+++ SOURCE DATA +++

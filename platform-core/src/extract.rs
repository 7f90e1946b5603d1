//! Request extractors shared by the platform's services.

use axum::async_trait;
use axum::extract::rejection::JsonRejection;
use axum::extract::{FromRequest, Request};
use axum::response::{IntoResponse, Response};

use crate::error::AppError;

/// `axum::Json` under the platform's error contract: a body that fails to
/// deserialize (missing fields, wrong types, bad syntax) is a 400 with the
/// standard `{ error }` shape rather than axum's stock 422 rejection.
#[derive(Debug)]
pub struct Json<T>(pub T);

#[async_trait]
impl<S, T> FromRequest<S> for Json<T>
where
    axum::Json<T>: FromRequest<S, Rejection = JsonRejection>,
    S: Send + Sync,
{
    type Rejection = AppError;

    async fn from_request(req: Request, state: &S) -> Result<Self, Self::Rejection> {
        match axum::Json::<T>::from_request(req, state).await {
            Ok(axum::Json(value)) => Ok(Json(value)),
            Err(rejection) => Err(AppError::BadRequest(anyhow::anyhow!(
                "{}",
                rejection.body_text()
            ))),
        }
    }
}

impl<T> IntoResponse for Json<T>
where
    axum::Json<T>: IntoResponse,
{
    fn into_response(self) -> Response {
        axum::Json(self.0).into_response()
    }
}

#[cfg(test)]
mod tests {
    use super::*;
    use axum::body::Body;
    use axum::http::{self, StatusCode};
    use serde::Deserialize;

    #[derive(Debug, Deserialize)]
    #[allow(dead_code)]
    struct Payload {
        order_id: String,
        payment_id: String,
    }

    fn json_request(body: &'static str) -> Request {
        http::Request::builder()
            .method("POST")
            .header(http::header::CONTENT_TYPE, "application/json")
            .body(Body::from(body))
            .unwrap()
    }

    #[tokio::test]
    async fn missing_fields_reject_with_bad_request() {
        let request = json_request(r#"{ "order_id": "order_1" }"#);

        let err = Json::<Payload>::from_request(request, &())
            .await
            .expect_err("deserialization should fail");
        let response = err.into_response();
        assert_eq!(response.status(), StatusCode::BAD_REQUEST);
    }

    #[tokio::test]
    async fn malformed_body_rejects_with_bad_request() {
        let request = json_request("{ not json");

        let err = Json::<Payload>::from_request(request, &())
            .await
            .expect_err("parse should fail");
        let response = err.into_response();
        assert_eq!(response.status(), StatusCode::BAD_REQUEST);
    }

    #[tokio::test]
    async fn valid_body_extracts() {
        let request =
            json_request(r#"{ "order_id": "order_1", "payment_id": "pay_1" }"#);

        let Json(payload) = Json::<Payload>::from_request(request, &())
            .await
            .expect("extraction should succeed");
        assert_eq!(payload.order_id, "order_1");
    }
}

+++

For every record above, print an exact copy.

filename platform-core/src/extract.rs
repository 7f90e1946b5603d1
//! Request extractors shared by the platform's services.

use axum::async_trait;
use axum::extract::rejection::JsonRejection;
use axum::extract::{FromRequest, Request};
use axum::response::{IntoResponse, Response};

use crate::error::AppError;

/// `axum::Json` under the platform's error contract: a body that fails to
/// deserialize (missing fields, wrong types, bad syntax) is a 400 with the
/// standard `{ error }` shape rather than axum's stock 422 rejection.
#[derive(Debug)]
pub struct Json<T>(pub T);

#[async_trait]
impl<S, T> FromRequest<S> for Json<T>
where
    axum::Json<T>: FromRequest<S, Rejection = JsonRejection>,
    S: Send + Sync,
{
    type Rejection = AppError;

    async fn from_request(req: Request, state: &S) -> Result<Self, Self::Rejection> {
        match axum::Json::<T>::from_request(req, state).await {
            Ok(axum::Json(value)) => Ok(Json(value)),
            Err(rejection) => Err(AppError::BadRequest(anyhow::anyhow!(
                "{}",
                rejection.body_text()
            ))),
        }
    }
}

impl<T> IntoResponse for Json<T>
where
    axum::Json<T>: IntoResponse,
{
    fn into_response(self) -> Response {
        axum::Json(self.0).into_response()
    }
}

#[cfg(test)]
mod tests {
    use super::*;
    use axum::body::Body;
    use axum::http::{self, StatusCode};
    use serde::Deserialize;

    #[derive(Debug, Deserialize)]
    #[allow(dead_code)]
    struct Payload {
        order_id: String,
        payment_id: String,
    }

    fn json_request(body: &'static str) -> Request {
        http::Request::builder()
            .method("POST")
            .header(http::header::CONTENT_TYPE, "application/json")
            .body(Body::from(body))
            .unwrap()
    }

    #[tokio::test]
    async fn missing_fields_reject_with_bad_request() {
        let request = json_request(r#"{ "order_id": "order_1" }"#);

        let err = Json::<Payload>::from_request(request, &())
            .await
            .expect_err("deserialization should fail");
        let response = err.into_response();
        assert_eq!(response.status(), StatusCode::BAD_REQUEST);
    }

    #[tokio::test]
    async fn malformed_body_rejects_with_bad_request() {
        let request = json_request("{ not json");

        let err = Json::<Payload>::from_request(request, &())
            .await
            .expect_err("parse should fail");
        let response = err.into_response();
        assert_eq!(response.status(), StatusCode::BAD_REQUEST);
    }

    #[tokio::test]
    async fn valid_body_extracts() {
        let request =
            json_request(r#"{ "order_id": "order_1", "payment_id": "pay_1" }"#);

        let Json(payload) = Json::<Payload>::from_request(request, &())
            .await
            .expect("extraction should succeed");
        assert_eq!(payload.order_id, "order_1");
    }
}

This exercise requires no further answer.